• _Work item_: The records shown below are to be repeated exactly and completely.

[Saved data entries]
------------

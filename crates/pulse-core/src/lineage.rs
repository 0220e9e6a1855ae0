//! Lineage records: raw inputs, artifacts, and the inclusion edges between
//! them.
//!
//! Raw inputs and artifacts carry an explicit status. Inclusion edges are
//! strictly append-only; a child has at most one parent edge, so "has X been
//! included" is a single lookup rather than a derived computation.

use chrono::{DateTime, Utc};
use serde::{Deserialize, Serialize};
use sha2::{Digest, Sha256};
use uuid::Uuid;

use crate::{
  period::PeriodKey,
  tier::{InclusionStatus, InputStatus, Tier},
};

// ─── Raw inputs ──────────────────────────────────────────────────────────────

/// One ingested source file.
#[derive(Debug, Clone, PartialEq, Eq, Serialize, Deserialize)]
pub struct RawInput {
  /// Stable identifier assigned by the source feed.
  pub source_id:      String,
  pub discovered_at:  DateTime<Utc>,
  pub payload:        String,
  pub status:         InputStatus,
  pub processed_at:   Option<DateTime<Utc>>,
  /// Set only when `status` is [`InputStatus::Failed`].
  pub failure_reason: Option<String>,
}

// ─── Artifacts ───────────────────────────────────────────────────────────────

/// One generated report at a given tier.
#[derive(Debug, Clone, PartialEq, Eq, Serialize, Deserialize)]
pub struct Artifact {
  pub artifact_id:    Uuid,
  pub period:         PeriodKey,
  pub generated_at:   DateTime<Utc>,
  pub content:        String,
  /// Lowercase hex SHA-256 of `content`.
  pub content_digest: String,
  pub status:         InclusionStatus,
  pub published_at:   Option<DateTime<Utc>>,
}

impl Artifact {
  pub fn tier(&self) -> Tier { self.period.tier() }

  pub fn is_available(&self) -> bool {
    self.status == InclusionStatus::Available
  }
}

/// Hex SHA-256 digest of generated content.
pub fn content_digest(content: &str) -> String {
  hex::encode(Sha256::digest(content.as_bytes()))
}

/// A generated artifact waiting to be committed together with its inputs.
#[derive(Debug, Clone, PartialEq, Eq)]
pub struct NewArtifact {
  pub period:   PeriodKey,
  pub content:  String,
  pub children: Vec<ChildRef>,
}

/// Result of [`LineageStore::create_artifact_and_commit_inclusion`].
///
/// [`LineageStore::create_artifact_and_commit_inclusion`]:
/// crate::store::LineageStore::create_artifact_and_commit_inclusion
#[derive(Debug, Clone, PartialEq, Eq)]
pub enum CommitOutcome {
  /// This call created the artifact and committed every inclusion edge.
  Created(Artifact),
  /// An artifact for the period already existed; nothing was written.
  Existing(Artifact),
}

impl CommitOutcome {
  pub fn artifact(&self) -> &Artifact {
    match self {
      Self::Created(a) | Self::Existing(a) => a,
    }
  }

  pub fn into_artifact(self) -> Artifact {
    match self {
      Self::Created(a) | Self::Existing(a) => a,
    }
  }

  pub fn is_created(&self) -> bool { matches!(self, Self::Created(_)) }
}

// ─── Inclusion edges ─────────────────────────────────────────────────────────

/// Reference to something that can be included in an artifact.
#[derive(Debug, Clone, PartialEq, Eq, Hash, Serialize, Deserialize)]
#[serde(tag = "kind", content = "id", rename_all = "snake_case")]
pub enum ChildRef {
  /// A raw input, by source identifier.
  Raw(String),
  /// A lower-tier artifact, by artifact id.
  Artifact(Uuid),
}

/// Records that `child` contributed to the artifact `parent_id`.
#[derive(Debug, Clone, PartialEq, Eq, Serialize, Deserialize)]
pub struct InclusionEdge {
  pub edge_id:      Uuid,
  pub child:        ChildRef,
  pub parent_id:    Uuid,
  pub committed_at: DateTime<Utc>,
}

// ─── Pending inputs ──────────────────────────────────────────────────────────

/// A row eligible to feed the next generation at some tier.
#[derive(Debug, Clone, PartialEq, Eq)]
pub enum PendingInput {
  Raw(RawInput),
  Artifact(Artifact),
}

impl PendingInput {
  pub fn child_ref(&self) -> ChildRef {
    match self {
      Self::Raw(raw) => ChildRef::Raw(raw.source_id.clone()),
      Self::Artifact(artifact) => ChildRef::Artifact(artifact.artifact_id),
    }
  }

  /// Human-readable name for the input: the source id or the period key.
  pub fn label(&self) -> String {
    match self {
      Self::Raw(raw) => raw.source_id.clone(),
      Self::Artifact(artifact) => artifact.period.to_string(),
    }
  }

  pub fn payload(&self) -> &str {
    match self {
      Self::Raw(raw) => &raw.payload,
      Self::Artifact(artifact) => &artifact.content,
    }
  }
}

------------

• _Solved problem_:
filename crates/pulse-core/src/lineage.rs
repository 0220e9e6a1855ae0
//! Lineage records: raw inputs, artifacts, and the inclusion edges between
//! them.
//!
//! Raw inputs and artifacts carry an explicit status. Inclusion edges are
//! strictly append-only; a child has at most one parent edge, so "has X been
//! included" is a single lookup rather than a derived computation.

use chrono::{DateTime, Utc};
use serde::{Deserialize, Serialize};
use sha2::{Digest, Sha256};
use uuid::Uuid;

use crate::{
  period::PeriodKey,
  tier::{InclusionStatus, InputStatus, Tier},
};

// ─── Raw inputs ──────────────────────────────────────────────────────────────

/// One ingested source file.
#[derive(Debug, Clone, PartialEq, Eq, Serialize, Deserialize)]
pub struct RawInput {
  /// Stable identifier assigned by the source feed.
  pub source_id:      String,
  pub discovered_at:  DateTime<Utc>,
  pub payload:        String,
  pub status:         InputStatus,
  pub processed_at:   Option<DateTime<Utc>>,
  /// Set only when `status` is [`InputStatus::Failed`].
  pub failure_reason: Option<String>,
}

// ─── Artifacts ───────────────────────────────────────────────────────────────

/// One generated report at a given tier.
#[derive(Debug, Clone, PartialEq, Eq, Serialize, Deserialize)]
pub struct Artifact {
  pub artifact_id:    Uuid,
  pub period:         PeriodKey,
  pub generated_at:   DateTime<Utc>,
  pub content:        String,
  /// Lowercase hex SHA-256 of `content`.
  pub content_digest: String,
  pub status:         InclusionStatus,
  pub published_at:   Option<DateTime<Utc>>,
}

impl Artifact {
  pub fn tier(&self) -> Tier { self.period.tier() }

  pub fn is_available(&self) -> bool {
    self.status == InclusionStatus::Available
  }
}

/// Hex SHA-256 digest of generated content.
pub fn content_digest(content: &str) -> String {
  hex::encode(Sha256::digest(content.as_bytes()))
}

/// A generated artifact waiting to be committed together with its inputs.
#[derive(Debug, Clone, PartialEq, Eq)]
pub struct NewArtifact {
  pub period:   PeriodKey,
  pub content:  String,
  pub children: Vec<ChildRef>,
}

/// Result of [`LineageStore::create_artifact_and_commit_inclusion`].
///
/// [`LineageStore::create_artifact_and_commit_inclusion`]:
/// crate::store::LineageStore::create_artifact_and_commit_inclusion
#[derive(Debug, Clone, PartialEq, Eq)]
pub enum CommitOutcome {
  /// This call created the artifact and committed every inclusion edge.
  Created(Artifact),
  /// An artifact for the period already existed; nothing was written.
  Existing(Artifact),
}

impl CommitOutcome {
  pub fn artifact(&self) -> &Artifact {
    match self {
      Self::Created(a) | Self::Existing(a) => a,
    }
  }

  pub fn into_artifact(self) -> Artifact {
    match self {
      Self::Created(a) | Self::Existing(a) => a,
    }
  }

  pub fn is_created(&self) -> bool { matches!(self, Self::Created(_)) }
}

// ─── Inclusion edges ─────────────────────────────────────────────────────────

/// Reference to something that can be included in an artifact.
#[derive(Debug, Clone, PartialEq, Eq, Hash, Serialize, Deserialize)]
#[serde(tag = "kind", content = "id", rename_all = "snake_case")]
pub enum ChildRef {
  /// A raw input, by source identifier.
  Raw(String),
  /// A lower-tier artifact, by artifact id.
  Artifact(Uuid),
}

/// Records that `child` contributed to the artifact `parent_id`.
#[derive(Debug, Clone, PartialEq, Eq, Serialize, Deserialize)]
pub struct InclusionEdge {
  pub edge_id:      Uuid,
  pub child:        ChildRef,
  pub parent_id:    Uuid,
  pub committed_at: DateTime<Utc>,
}

// ─── Pending inputs ──────────────────────────────────────────────────────────

/// A row eligible to feed the next generation at some tier.
#[derive(Debug, Clone, PartialEq, Eq)]
pub enum PendingInput {
  Raw(RawInput),
  Artifact(Artifact),
}

impl PendingInput {
  pub fn child_ref(&self) -> ChildRef {
    match self {
      Self::Raw(raw) => ChildRef::Raw(raw.source_id.clone()),
      Self::Artifact(artifact) => ChildRef::Artifact(artifact.artifact_id),
    }
  }

  /// Human-readable name for the input: the source id or the period key.
  pub fn label(&self) -> String {
    match self {
      Self::Raw(raw) => raw.source_id.clone(),
      Self::Artifact(artifact) => artifact.period.to_string(),
    }
  }

  pub fn payload(&self) -> &str {
    match self {
      Self::Raw(raw) => &raw.payload,
      Self::Artifact(artifact) => &artifact.content,
    }
  }
}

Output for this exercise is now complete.